_Exercise brief:_ Report the count of lines containing the word "Validates" in the entries below, and nothing more.

_Given data:_
────

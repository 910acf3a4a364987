// Copyright (C) 2026 Fred Clausen
// Use of this source code is governed by an MIT-style
// license that can be found in the LICENSE file or at
// https://opensource.org/licenses/MIT.

use crate::error::DomainError;

/// Validates and normalizes a seller name.
///
/// # Arguments
///
/// * `name` - The raw name
///
/// # Returns
///
/// The trimmed name.
///
/// # Errors
///
/// Returns an error if the name is empty after trimming.
pub fn validate_seller_name(name: &str) -> Result<String, DomainError> {
    let trimmed: &str = name.trim();
    if trimmed.is_empty() {
        return Err(DomainError::InvalidName(String::from(
            "Name cannot be empty",
        )));
    }
    Ok(trimmed.to_string())
}

/// Validates a maximum client count.
///
/// # Errors
///
/// Returns an error if the value is below 1 or does not fit in a `u32`.
pub fn validate_max_clients(value: i64) -> Result<u32, DomainError> {
    u32::try_from(value)
        .ok()
        .filter(|v| *v >= 1)
        .ok_or(DomainError::InvalidMaxClients { value })
}

/// Validates a seller rating.
///
/// # Errors
///
/// Returns an error if the rating is not finite or outside `[0, 5]`.
pub fn validate_rating(rating: f64) -> Result<f64, DomainError> {
    if !rating.is_finite() || !(0.0..=5.0).contains(&rating) {
        return Err(DomainError::InvalidRating(rating.to_string()));
    }
    Ok(rating)
}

────

_Response box:_ 3